Занимались же литературой. Тут двух мнений быть не может: расцвет существовал. Нравилось это или не нравилось, но литература, поэзия (в особенности), религиозно–философское кипение - все это находилось в бурном и обильном подъеме. Возникали "течения", возникали писатели, поэты, издательства. Напряжение было большое и творческое.
Некоторые называли даже начало века русским "ренессансом". Преувеличенно, и не нес ренессанс этот в корнях своих здоровья - напротив, зерно болезни. Все‑таки в своем роде полоса замечательная. - В 1906 г., осенью, возникло в Петербурге новое издательство "Шиповник" - его основали молодой художник 3. И. Гржебин и С. Ю. Копельман. Первою же книжкой "Шиповника" оказались как раз мои "Рассказы": с этого началось знакомство, а потом и долгие дружественные отношения мои с "шиповниками".
Стали они выпускать альманахи (тоже "Шиповник")-с большим успехом.
Теперь приходилось нередко бывать в Петербурге: я был постоянным сотрудником, одно время даже редактировал эти альманахи.
Литературный, а позже и театральный Петербург предстоял теперь предо мной. Все было интересно, кипуче, новые встречи, люди, знакомства. Писатели, художники "Мира Искусства", поэты. Мы останавливались с женой у Г. И. Чулкова, друга нашего, "мистического анархиста". Бывали у Гржебиных, у Андреева (переехавшего сюда), Сологуба и Блока, Вячеслава Иванова. На обедах у Гессена знатные кадеты рассуждали о политике. В ресторане "Вена" литературная богема кишела, рангом попроще, но тоже модная.
"Честных", "идейных" - типа народников из "Русского Богатства" - я тогда в Петербурге не встречал: Михайловский скончался, Короленко тихо доцветал в Полтаве, и не они были в моде. Нас влекло к более молодому - видеть пришлось многое: и перворазрядных, как Блок, Вяч. Иванов, Сологуб, и второй сорт, и третий.
Рестораны, собрания, редакции, рукописи… - сказать, что жизнь не наполнена, не остра, было б неверно.
От Блока осталось по Петербургу ощущение юноши–поэта, вот уж именно поэта, в романтической домашней блузе с белым отложным воротничком - неподвижное, несколько каменное лицо, правильная кудреватость, прохладные глаза.
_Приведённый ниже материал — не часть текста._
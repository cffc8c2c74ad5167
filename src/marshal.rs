//! String marshaling between boundary buffers and engine strings.
//!
//! Boundary strings are length-prefixed byte buffers (`&[u8]`, `&str`,
//! `String`); engine strings are NUL-terminated. Both directions copy, and
//! every buffer handed back is owned by the receiver.

use std::ffi::{CStr, CString};

/// A NUL-terminated copy of a boundary string, owned by the caller.
#[derive(Debug, Clone, PartialEq, Eq)]
pub struct NativeString(CString);

impl NativeString {
    pub fn as_c_str(&self) -> &CStr {
        &self.0
    }

    pub fn as_str(&self) -> &str {
        // Built from valid UTF-8 in `to_native`.
        self.0.to_str().unwrap_or_default()
    }
}

/// Copy `bytes` into a fresh NUL-terminated buffer.
///
/// An interior NUL ends the string there, as it would for any C reader.
/// Invalid UTF-8 is replaced with U+FFFD.
pub fn to_native(bytes: impl AsRef<[u8]>) -> NativeString {
    let bytes = bytes.as_ref();
    let end = bytes.iter().position(|&b| b == 0).unwrap_or(bytes.len());
    let text = String::from_utf8_lossy(&bytes[..end]).into_owned();
    // No NUL remains after the cut above.
    NativeString(CString::new(text).unwrap_or_default())
}

/// Copy a NUL-terminated engine string (or nothing) into a boundary string.
pub fn from_native(native: Option<&CStr>) -> String {
    native
        .map(|s| s.to_string_lossy().into_owned())
        .unwrap_or_default()
}

/// Copy an explicit-length engine buffer into boundary-owned bytes.
pub fn from_native_bytes(native: Option<&[u8]>) -> Vec<u8> {
    native.map(<[u8]>::to_vec).unwrap_or_default()
}

#[cfg(test)]
#[path = "../tests/rust/test_marshal.rs"]
mod tests;
//! Plain text output: one line per graph, node and edge, sizes in inches.

use std::fmt::Write as _;

use super::{Renderer, YAxis, bezier, inches, quote_id};
use crate::config::EngineFlags;
use crate::engine::graph::{Graph, ObjRef, SubgraphId};
use crate::engine::layout::{Layout, Point};

pub struct PlainRenderer;

impl Renderer for PlainRenderer {
    fn render(&self, graph: &Graph, _sub: SubgraphId, layout: &Layout, flags: &EngineFlags) -> Vec<u8> {
        render(graph, layout, flags).into_bytes()
    }
}

fn style(graph: &Graph, obj: ObjRef) -> String {
    quote_id(graph.get_str(obj, "style").unwrap_or("solid"))
}

fn color(graph: &Graph, obj: ObjRef, name: &str, default: &str) -> String {
    quote_id(graph.get_str(obj, name).unwrap_or(default))
}

pub fn render(graph: &Graph, layout: &Layout, flags: &EngineFlags) -> String {
    let axis = YAxis::new(layout, flags);
    let at = |p: Point| format!("{} {}", inches(p.x), inches(axis.y(p.y)));

    let mut out = String::new();
    let _ = writeln!(
        out,
        "graph 1 {} {}",
        inches(layout.bb.width()),
        inches(layout.bb.height())
    );

    for geom in &layout.nodes {
        let obj = ObjRef::Node(geom.node);
        let _ = writeln!(
            out,
            "node {} {} {} {} {} {} {} {} {}",
            quote_id(graph.node_name(geom.node).unwrap_or_default()),
            at(geom.center),
            inches(geom.width),
            inches(geom.height),
            quote_id(&graph.node_label(geom.node)),
            style(graph, obj),
            geom.shape.name(),
            color(graph, obj, "color", "black"),
            color(graph, obj, "fillcolor", "lightgrey"),
        );
    }

    for geom in &layout.edges {
        let Some((t, h)) = graph.endpoints(geom.edge) else {
            continue;
        };
        let obj = ObjRef::Edge(geom.edge);
        let ctrl = bezier(&geom.points);
        let mut line = format!(
            "edge {} {} {}",
            quote_id(graph.node_name(t).unwrap_or_default()),
            quote_id(graph.node_name(h).unwrap_or_default()),
            ctrl.len()
        );
        for p in ctrl {
            line.push(' ');
            line.push_str(&at(p));
        }
        if let Some(lp) = geom.label_pos {
            let _ = write!(line, " {} {}", quote_id(&graph.edge_label(geom.edge)), at(lp));
        }
        let _ = writeln!(
            out,
            "{line} {} {}",
            style(graph, obj),
            color(graph, obj, "color", "black")
        );
    }

    out.push_str("stop\n");
    out
}
//! Attributed graph store.
//!
//! A root [`Graph`] owns every node, edge and subgraph reachable from it.
//! Topology lives in a petgraph `DiGraph`; undirected graphs use the same
//! storage and simply ignore edge orientation where it matters (strict
//! lookup, rendering).
//!
//! Attributes follow a symbol-table model: each object kind has a dictionary
//! of declared names with a root default, and every object carries one value
//! slot per declared symbol. Declaring a new symbol stamps its default into
//! all existing objects; re-declaring only changes what future objects get.
//! Subgraphs may override defaults locally for objects created through them.

use std::collections::{HashMap, HashSet};
use std::sync::RwLock;

use petgraph::graph::{DiGraph, EdgeIndex, NodeIndex};
use petgraph::visit::EdgeRef;

use super::html;
use super::layout::Layout;

pub type NodeId = NodeIndex;
pub type EdgeId = EdgeIndex;

// ─── Identifiers and descriptors ─────────────────────────────────────────────

/// Index of a subgraph inside its root graph. The root itself is `ROOT`.
#[derive(Debug, Clone, Copy, PartialEq, Eq, Hash, PartialOrd, Ord)]
pub struct SubgraphId(usize);

impl SubgraphId {
    pub const ROOT: SubgraphId = SubgraphId(0);

    pub fn is_root(self) -> bool {
        self.0 == 0
    }
}

#[derive(Debug, Clone, Copy, PartialEq, Eq, Hash)]
pub enum ObjKind {
    Graph,
    Node,
    Edge,
}

impl ObjKind {
    fn slot(self) -> usize {
        match self {
            ObjKind::Graph => 0,
            ObjKind::Node => 1,
            ObjKind::Edge => 2,
        }
    }
}

/// Directedness and strictness, fixed when a graph is opened.
#[derive(Debug, Clone, Copy, PartialEq, Eq, Default)]
pub struct Desc {
    pub directed: bool,
    pub strict: bool,
}
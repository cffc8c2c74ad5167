//! SVG renderer.
//!
//! Points map one to one onto SVG user units. The drawing sits in a
//! `<g class="graph">` translated by the page margin, with y negated so the
//! layout's y-up coordinates come out the right way round.

use std::fmt::Write as _;

use super::{Renderer, bezier, num, view_name};
use crate::config::EngineFlags;
use crate::engine::graph::{EdgeId, Graph, ObjRef, SubgraphId};
use crate::engine::layout::{self, EdgeGeom, Layout, NodeGeom, Point, Shape};

// ── Constants ────────────────────────────────────────────────────────────────

const MARGIN: f64 = 4.0;
const FONT_FAMILY: &str = "Times,serif";
const ARROW_LEN: f64 = 10.0;
const ARROW_HALF_WIDTH: f64 = 3.5;

pub struct SvgRenderer;

impl Renderer for SvgRenderer {
    fn render(&self, graph: &Graph, sub: SubgraphId, layout: &Layout, _flags: &EngineFlags) -> Vec<u8> {
        render(graph, sub, layout).into_bytes()
    }
}

// ── Helpers ──────────────────────────────────────────────────────────────────

fn escape(s: &str) -> String {
    s.replace('&', "&amp;")
        .replace('<', "&lt;")
        .replace('>', "&gt;")
        .replace('"', "&quot;")
        .replace('\'', "&#39;")
}

fn pt(p: Point) -> String {
    format!("{},{}", num(p.x), num(-p.y))
}

fn attr_or<'a>(graph: &'a Graph, obj: ObjRef, name: &str, default: &'a str) -> &'a str {
    graph.get_str(obj, name).unwrap_or(default)
}

fn is_filled(graph: &Graph, obj: ObjRef) -> bool {
    graph
        .get_str(obj, "style")
        .is_some_and(|s| s.split(',').any(|part| part.trim() == "filled"))
}

/// One `<text>` per label line, centred on `center`.
fn text_block(out: &mut String, label: &str, center: Point, font_size: f64, color: &str) {
    if label.is_empty() {
        return;
    }
    let lines: Vec<&str> = label.split('\n').collect();
    let line_h = font_size * 1.2;
    let top = center.y + line_h * (lines.len() as f64 - 1.0) / 2.0;
    for (i, line) in lines.iter().enumerate() {
        let y = top - line_h * i as f64 - font_size * 0.3;
        let _ = writeln!(
            out,
            r#"<text text-anchor="middle" x="{}" y="{}" font-family="{FONT_FAMILY}" font-size="{:.2}" fill="{}">{}</text>"#,
            num(center.x),
            num(-y),
            font_size,
            escape(color),
            escape(line)
        );
    }
}

// ── Nodes ────────────────────────────────────────────────────────────────────

fn render_node(out: &mut String, graph: &Graph, geom: &NodeGeom, index: usize) {
    let obj = ObjRef::Node(geom.node);
    let name = graph.node_name(geom.node).unwrap_or_default();
    let stroke = attr_or(graph, obj, "color", "black");
    let fill = if is_filled(graph, obj) || geom.shape == Shape::Point {
        graph
            .get_str(obj, "fillcolor")
            .or_else(|| graph.get_str(obj, "color"))
            .unwrap_or(if geom.shape == Shape::Point { "black" } else { "lightgrey" })
    } else {
        "none"
    };
    let paint = format!(r#"fill="{}" stroke="{}""#, escape(fill), escape(stroke));

    let _ = writeln!(out, r#"<g id="node{index}" class="node">"#);
    let _ = writeln!(out, "<title>{}</title>", escape(name));

    let c = geom.center;
    let (rx, ry) = (geom.width / 2.0, geom.height / 2.0);
    let ellipse = |out: &mut String, rx: f64, ry: f64| {
        let _ = writeln!(
            out,
            r#"<ellipse {paint} cx="{}" cy="{}" rx="{}" ry="{}"/>"#,
            num(c.x),
            num(-c.y),
            num(rx),
            num(ry)
        );
    };
    match geom.shape {
        Shape::Ellipse | Shape::Point => ellipse(out, rx, ry),
        Shape::Circle => ellipse(out, rx, rx),
        Shape::DoubleCircle => {
            ellipse(out, rx - 4.0, rx - 4.0);
            ellipse(out, rx, rx);
        }
        Shape::Box => {
            let corners = [
                Point::new(c.x + rx, c.y + ry),
                Point::new(c.x - rx, c.y + ry),
                Point::new(c.x - rx, c.y - ry),
                Point::new(c.x + rx, c.y - ry),
                Point::new(c.x + rx, c.y + ry),
            ];
            polygon(out, &paint, &corners);
        }
        Shape::Diamond => {
            let corners = [
                Point::new(c.x, c.y + ry),
                Point::new(c.x - rx, c.y),
                Point::new(c.x, c.y - ry),
                Point::new(c.x + rx, c.y),
                Point::new(c.x, c.y + ry),
            ];
            polygon(out, &paint, &corners);
        }
        Shape::Plaintext => {}
    }

    if geom.shape != Shape::Point {
        let font_size = layout::font_size(graph, obj);
        let color = attr_or(graph, obj, "fontcolor", "black");
        text_block(out, &graph.node_label(geom.node), c, font_size, color);
    }
    out.push_str("</g>\n");
}

fn polygon(out: &mut String, paint: &str, points: &[Point]) {
    let pts: Vec<String> = points.iter().map(|&p| pt(p)).collect();
    let _ = writeln!(out, r#"<polygon {paint} points="{}"/>"#, pts.join(" "));
}

// ── Edges ────────────────────────────────────────────────────────────────────

fn edge_title(graph: &Graph, e: EdgeId) -> String {
    let op = if graph.is_directed() { "->" } else { "--" };
    match graph.endpoints(e) {
        Some((t, h)) => format!(
            "{}{op}{}",
            graph.node_name(t).unwrap_or_default(),
            graph.node_name(h).unwrap_or_default()
        ),
        None => String::new(),
    }
}

fn render_edge(out: &mut String, graph: &Graph, geom: &EdgeGeom, index: usize) {
    let obj = ObjRef::Edge(geom.edge);
    let color = escape(attr_or(graph, obj, "color", "black"));

    let _ = writeln!(out, r#"<g id="edge{index}" class="edge">"#);
    let _ = writeln!(out, "<title>{}</title>", escape(&edge_title(graph, geom.edge)));

    let ctrl = bezier(&geom.points);
    if let Some((first, rest)) = ctrl.split_first() {
        let mut d = format!("M{}", pt(*first));
        for (i, p) in rest.iter().enumerate() {
            d.push_str(if i % 3 == 0 { "C" } else { " " });
            d.push_str(&pt(*p));
        }
        let dashed = match graph.get_str(obj, "style") {
            Some("dashed") => r#" stroke-dasharray="5,2""#,
            Some("dotted") => r#" stroke-dasharray="1,5""#,
            _ => "",
        };
        let _ = writeln!(out, r#"<path fill="none" stroke="{color}"{dashed} d="{d}"/>"#);
    }

    if graph.is_directed() && geom.points.len() >= 2 {
        let tip = geom.points[geom.points.len() - 1];
        let from = geom.points[geom.points.len() - 2];
        let len = tip.distance(from);
        if len > 0.0 {
            let (ux, uy) = ((tip.x - from.x) / len, (tip.y - from.y) / len);
            let base = Point::new(tip.x - ux * ARROW_LEN, tip.y - uy * ARROW_LEN);
            let head = [
                Point::new(base.x - uy * ARROW_HALF_WIDTH, base.y + ux * ARROW_HALF_WIDTH),
                tip,
                Point::new(base.x + uy * ARROW_HALF_WIDTH, base.y - ux * ARROW_HALF_WIDTH),
                Point::new(base.x - uy * ARROW_HALF_WIDTH, base.y + ux * ARROW_HALF_WIDTH),
            ];
            polygon(out, &format!(r#"fill="{color}" stroke="{color}""#), &head);
        }
    }

    if let Some(pos) = geom.label_pos {
        let font_size = layout::font_size(graph, obj);
        let fontcolor = attr_or(graph, obj, "fontcolor", "black");
        text_block(out, &graph.edge_label(geom.edge), pos, font_size, fontcolor);
    }
    out.push_str("</g>\n");
}

// ── Public API ────────────────────────────────────────────────────────────────

pub fn render(graph: &Graph, sub: SubgraphId, layout: &Layout) -> String {
    let w = layout.bb.width() + 2.0 * MARGIN;
    let h = layout.bb.height() + 2.0 * MARGIN;
    let name = view_name(graph, sub);

    let mut out = String::new();
    out.push_str("<?xml version=\"1.0\" encoding=\"UTF-8\" standalone=\"no\"?>\n");
    out.push_str("<!DOCTYPE svg PUBLIC \"-//W3C//DTD SVG 1.1//EN\"\n");
    out.push_str(" \"http://www.w3.org/Graphics/SVG/1.1/DTD/svg11.dtd\">\n");
    let _ = writeln!(
        out,
        "<!-- Generated by viz-component version {} -->",
        env!("VIZ_ENGINE_VERSION")
    );
    let _ = writeln!(out, "<!-- Title: {} Pages: 1 -->", escape(name));
    let _ = writeln!(
        out,
        r#"<svg width="{}pt" height="{}pt""#,
        w.round() as i64,
        h.round() as i64
    );
    let _ = writeln!(
        out,
        r#" viewBox="0.00 0.00 {w:.2} {h:.2}" xmlns="http://www.w3.org/2000/svg" xmlns:xlink="http://www.w3.org/1999/xlink">"#
    );
    let _ = writeln!(
        out,
        r#"<g id="graph0" class="graph" transform="translate({} {})">"#,
        num(MARGIN),
        num(h - MARGIN)
    );
    let _ = writeln!(out, "<title>{}</title>", escape(name));
    let background = escape(attr_or(graph, ObjRef::Graph(sub), "bgcolor", "white"));
    let _ = writeln!(
        out,
        r#"<polygon fill="{background}" stroke="none" points="{} {} {} {} {}"/>"#,
        pt(Point::new(-MARGIN, -MARGIN)),
        pt(Point::new(-MARGIN, h - MARGIN)),
        pt(Point::new(w - MARGIN, h - MARGIN)),
        pt(Point::new(w - MARGIN, -MARGIN)),
        pt(Point::new(-MARGIN, -MARGIN)),
    );

    for (i, cluster) in layout.clusters.iter().enumerate() {
        let obj = ObjRef::Graph(cluster.sub);
        let _ = writeln!(out, r#"<g id="clust{}" class="cluster">"#, i + 1);
        let _ = writeln!(
            out,
            "<title>{}</title>",
            escape(graph.subgraph_name(cluster.sub).unwrap_or_default())
        );
        let (ll, ur) = (cluster.bb.ll, cluster.bb.ur);
        let corners = [
            Point::new(ll.x, ll.y),
            Point::new(ll.x, ur.y),
            Point::new(ur.x, ur.y),
            Point::new(ur.x, ll.y),
            Point::new(ll.x, ll.y),
        ];
        let paint = format!(
            r#"fill="none" stroke="{}""#,
            escape(attr_or(graph, obj, "color", "black"))
        );
        polygon(&mut out, &paint, &corners);
        let label = graph.graph_label(cluster.sub);
        let font_size = layout::font_size(graph, obj);
        let anchor = Point::new((ll.x + ur.x) / 2.0, ur.y - font_size * 0.6);
        text_block(&mut out, &label, anchor, font_size, "black");
        out.push_str("</g>\n");
    }

    for (i, geom) in layout.nodes.iter().enumerate() {
        render_node(&mut out, graph, geom, i + 1);
    }
    for (i, geom) in layout.edges.iter().enumerate() {
        render_edge(&mut out, graph, geom, i + 1);
    }

    out.push_str("</g>\n</svg>\n");
    out
}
Очень изящен, очень. Изяществом нравился, а подспудного его тлена по молодости лет (собственной) как‑то не замечал. Сказать тогда, что он напишет "Двенадцать" и сам задохнется в них… - никогда бы не сказал. Ну что же, Россия (и литература ее) и неслась вперед, и было в ней нечто уже обреченное. На самых верхах культуры ее Блок, может быть, выражал уже роковую трещину (как выражал ее и Леонид Андреев, но простодушней и провинциальней; а все‑таки они друг к другу тяготели, что‑то у них было общее).